Authors: Lipset
Summary: In just under 2400 words, this entry defines leadership, analyzes the relationship between democracy and leadership, discusses leadership responsibilities, and explores the interconnections between leadership and statesmanship.
The entry defines leadership as guidance provided by an individual, usually, over a group, party or political entity. The characteristics required for effective leadership are summarized by the entry as including: "...the partisan political infighter, the farseeing nation-building founder or legislator, and the inspiring and daring general."
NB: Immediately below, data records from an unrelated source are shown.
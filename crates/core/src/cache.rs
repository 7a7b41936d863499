//! Bounded cache of rendered previews, keyed by (path, purpose, width).

use crate::config::PreviewConfig;
use base64::engine::general_purpose::STANDARD;
use base64::Engine;
use lru::LruCache;
use providers::{Rasterizer, RenderError, RenderSpec};
use std::num::NonZeroUsize;
use std::path::{Path, PathBuf};
use std::sync::{Arc, Mutex, PoisonError};
use tracing::{debug, warn};

#[derive(Clone, Copy, Debug, PartialEq, Eq, Hash)]
pub enum Purpose {
    /// First page, low resolution, grayscale.
    Low,
    /// Every page at list resolution.
    AllPages,
    /// First page at full resolution and color.
    High,
}

#[derive(Clone, Debug, PartialEq, Eq, Hash)]
pub struct CacheKey {
    pub path: PathBuf,
    pub purpose: Purpose,
    pub width: u32,
}

impl CacheKey {
    pub fn new(path: &Path, purpose: Purpose, spec: &RenderSpec) -> Self {
        Self {
            path: path.to_path_buf(),
            purpose,
            width: spec.width,
        }
    }
}

/// Base64-encoded JPEG data.
#[derive(Clone, Debug)]
pub enum CacheValue {
    Single(Arc<String>),
    Pages(Arc<Vec<String>>),
}

pub struct PreviewCache {
    entries: Mutex<LruCache<CacheKey, CacheValue>>,
    rasterizer: Arc<dyn Rasterizer>,
    profiles: PreviewConfig,
}

impl PreviewCache {
    pub fn new(rasterizer: Arc<dyn Rasterizer>, profiles: PreviewConfig) -> Self {
        let capacity = NonZeroUsize::new(profiles.cache_capacity).unwrap_or(NonZeroUsize::MIN);
        Self {
            entries: Mutex::new(LruCache::new(capacity)),
            rasterizer,
            profiles,
        }
    }

    pub fn rasterizer(&self) -> &Arc<dyn Rasterizer> {
        &self.rasterizer
    }

    /// Low-res first-page preview. Blocking.
    pub fn low(&self, path: &Path) -> Result<Arc<String>, RenderError> {
        let spec = self.profiles.low;
        let key = CacheKey::new(path, Purpose::Low, &spec);
        if let Some(CacheValue::Single(hit)) = self.get(&key) {
            return Ok(hit);
        }
        let encoded = Arc::new(STANDARD.encode(self.rasterizer.render_page(path, 0, &spec)?));
        self.insert(key, CacheValue::Single(Arc::clone(&encoded)));
        Ok(encoded)
    }

    /// Lenient form of [`low`](Self::low) for bulk callers: failures are logged
    /// and reported as `None`.
    pub fn get_or_render_low(&self, path: &Path) -> Option<Arc<String>> {
        match self.low(path) {
            Ok(preview) => Some(preview),
            Err(e) => {
                warn!(path = %path.display(), error = %e, "low-res preview failed");
                None
            }
        }
    }

    /// Every page at list resolution, in page order. Blocking.
    pub fn all_pages(&self, path: &Path) -> Result<Arc<Vec<String>>, RenderError> {
        let spec = self.profiles.all_pages;
        let key = CacheKey::new(path, Purpose::AllPages, &spec);
        if let Some(CacheValue::Pages(hit)) = self.get(&key) {
            return Ok(hit);
        }
        let count = self.rasterizer.count_pages(path)?;
        let mut pages = Vec::with_capacity(count);
        for page in 0..count {
            let jpeg = self.rasterizer.render_page(path, page, &spec)?;
            pages.push(STANDARD.encode(jpeg));
        }
        let pages = Arc::new(pages);
        self.insert(key, CacheValue::Pages(Arc::clone(&pages)));
        Ok(pages)
    }

    /// Lenient form of [`all_pages`](Self::all_pages); empty on failure.
    pub fn get_or_render_all(&self, path: &Path) -> Arc<Vec<String>> {
        match self.all_pages(path) {
            Ok(pages) => pages,
            Err(e) => {
                warn!(path = %path.display(), error = %e, "page previews failed");
                Arc::new(Vec::new())
            }
        }
    }

    /// Full-resolution first page as raw JPEG bytes. Failures propagate.
    pub fn get_or_render_high(&self, path: &Path) -> Result<Vec<u8>, RenderError> {
        let spec = self.profiles.high;
        let key = CacheKey::new(path, Purpose::High, &spec);
        if let Some(CacheValue::Single(hit)) = self.get(&key) {
            return STANDARD
                .decode(hit.as_bytes())
                .map_err(|e| RenderError::Encode(e.to_string()));
        }
        let jpeg = self.rasterizer.render_page(path, 0, &spec)?;
        self.insert(key, CacheValue::Single(Arc::new(STANDARD.encode(&jpeg))));
        Ok(jpeg)
    }

    /// Drops every entry derived from `path`. Returns how many were removed.
    pub fn invalidate(&self, path: &Path) -> usize {
        let mut entries = self.lock();
        let stale: Vec<CacheKey> = entries
            .iter()
            .filter(|(k, _)| k.path == path)
            .map(|(k, _)| k.clone())
            .collect();
        for key in &stale {
            entries.pop(key);
        }
        if !stale.is_empty() {
            debug!(path = %path.display(), removed = stale.len(), "invalidated previews");
        }
        stale.len()
    }

    pub fn contains(&self, key: &CacheKey) -> bool {
        self.lock().contains(key)
    }

    /// Key this cache uses for `path` and `purpose` under its current profiles.
    pub fn key_for(&self, path: &Path, purpose: Purpose) -> CacheKey {
        let spec = match purpose {
            Purpose::Low => &self.profiles.low,
            Purpose::AllPages => &self.profiles.all_pages,
            Purpose::High => &self.profiles.high,
        };
        CacheKey::new(path, purpose, spec)
    }

    pub fn clear(&self) {
        self.lock().clear();
    }

    pub fn len(&self) -> usize {
        self.lock().len()
    }

    pub fn is_empty(&self) -> bool {
        self.lock().is_empty()
    }

    pub fn capacity(&self) -> usize {
        self.lock().cap().get()
    }

    fn get(&self, key: &CacheKey) -> Option<CacheValue> {
        self.lock().get(key).cloned()
    }

    fn insert(&self, key: CacheKey, value: CacheValue) {
        // A move may have invalidated this path while the render was running.
        if !key.path.exists() {
            debug!(path = %key.path.display(), "dropping render of relocated file");
            return;
        }
        self.lock().put(key, value);
    }

    fn lock(&self) -> std::sync::MutexGuard<'_, LruCache<CacheKey, CacheValue>> {
        self.entries.lock().unwrap_or_else(PoisonError::into_inner)
    }
}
The relationship between leadership and democracy is complicated and subject to much debate. Democracy, which means 'rule by the people', seems inherently incompatible with leadership, on the one hand requiring virtuous and intelligent leaders but on the other rejecting such authority altogether. The entry offers the United States as the quintessential example of this democratic ambivalence. American democratic leadership, as well as that of most other modern democracies, has its origins in the social contract theories of Locke and Hobbes. The entry briefly introduces their theoretical perspectives.
To be effective, modern democratic leaders must balance some extremely significant tensions--the good vs. justice and wisdom vs. consent. Social goods must be pursued only to the extent that individual rights remain intact. Similarly, a leader's wisdom cannot supplant citizen desires, but the democratic leader also cannot allow a majority tyranny. There are emergency situations that reshift these balances, however, and the entry offers the US experience with the Civil War as an illustrative example. In many ways, the democratic leader's role is to protect the people from themselves.
Although similar, leadership and statesmanship are not exactly the same thing. While a leader's first concern are for his or her citizens, a statesman's priority is the state or political entity itself and not the individuals which comprise it.